KBRT - Di balik suara dengung mesin-mesin tua yang nyaris mati, ada satu nama yang tak pernah lelah meniupkan napas kehidupan: Budi Susilo. Di tangan pria asal Dusun Njosari, Desa Surondakan, Trenggalek, mesin-mesin jahit rusak menjelma kembali menjadi sumber penghidupan. Bagi Budi, satu mesin yang hidup kembali, berarti satu keluarga yang bisa bertahan.
Di lapak sederhananya yang berdiri bersisian dengan rumah, Budi bukan sekadar memperbaiki baut dan roda. Ia merakit kembali pengharapan, menyambung nafkah para penjahit kecil yang tersebar di penjuru Trenggalek.
“Terakhir saya menjual jarum jahit bekas itu beratnya lebih dari dua kilogram. Ya, karena sekarang sepi pelanggan, jadi barang-barang yang tidak bisa digunakan saya jual,” ujarnya.

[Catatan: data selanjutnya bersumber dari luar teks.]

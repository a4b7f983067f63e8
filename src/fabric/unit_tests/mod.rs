#[cfg(test)]
mod bridge_tests;
#[cfg(test)]
mod fabric_tests;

Sejak tahun 2011, Budi menapaki jalan sunyi sebagai tukang servis mesin jahit. Langkahnya dimulai dari misi sosial: memperbaiki 36 mesin jahit milik ibu-ibu di Desa Rejowinangun. Tapi tak berhenti di sana, ia bahkan mencarikan jalur distribusi ke pengepul konveksi agar mesin-mesin itu tidak hanya hidup, tapi juga menghasilkan.
Berat dua kilogram jarum bekas yang ia kumpulkan bukan sekadar tumpukan logam rongsok. Itu adalah bukti dari ratusan mesin yang ia bangkitkan. Setiap jarum, adalah saksi dari mesin yang kembali berdetak dan tangan-tangan yang kembali menjahit harapan.
“Awalnya saya cari profesi yang minim pesaing. Sempat juga minta petunjuk lewat salat malam. Akhirnya mantap jadi tukang servis jahit,” kisahnya.
Perjalanan Budi bukan tanpa liku. Ia pernah menjadi pemilik rental konsol game dengan omzet jutaan rupiah per bulan. Namun, ketika moralnya bicara bahwa game tak mendidik anak-anak, ia rela melepas semuanya.

“Budi itu nama saya, dan saya merasa harus punya budi pekerti. Maka saya tinggalkan rental, demi ketenangan hati,” tegasnya.
Ia juga pernah berdagang pakaian, menjadi buruh konveksi, bahkan menjual bakiyak yang akhirnya hanyut terbawa banjir di Alun-alun Trenggalek. Hidup mengajarkannya satu hal: pantang menyerah.
Dari satu titik ke titik lain, Budi membuka lapak—di Ngetal, Ngadirenggo, hingga akhirnya kembali ke Surondakan. Kini, pelanggan datang dari penjuru: dari Gandusari yang sejuk, Munjungan yang terpencil, hingga Dongko dan Panggul yang jauh di pegunungan.
“Kalau dari Dongko itu menyenangkan, pulang-pulang sudah dikasih uang masih diberi kelapa satu karung,” kenangnya sambil tersenyum.
Meski saat ini pelanggan kian berkurang, semangatnya tidak surut. Ia tetap setia di depan meja servisnya, menyusun kembali mesin dari komponen bekas, berharap satu per satu bisa kembali hidup.
“Ya hari ini belum dapat rezeki. Jadi saya pamit ke anak istri, mancing di sungai depan buat cari lauk. Syukur pulang masih bawa lele,” ujarnya pelan.
Di tengah krisis ekonomi, banyak penjahit justru menjual mesin mereka. Tapi Budi bertahan. Ia bukan hanya servis mesin. Ia adalah penjaga denyut harapan. Setiap suku cadang yang ia pasang, setiap baut yang ia kencangkan, adalah doa tanpa suara agar kehidupan tetap berputar di rumah-rumah kecil para penjahit.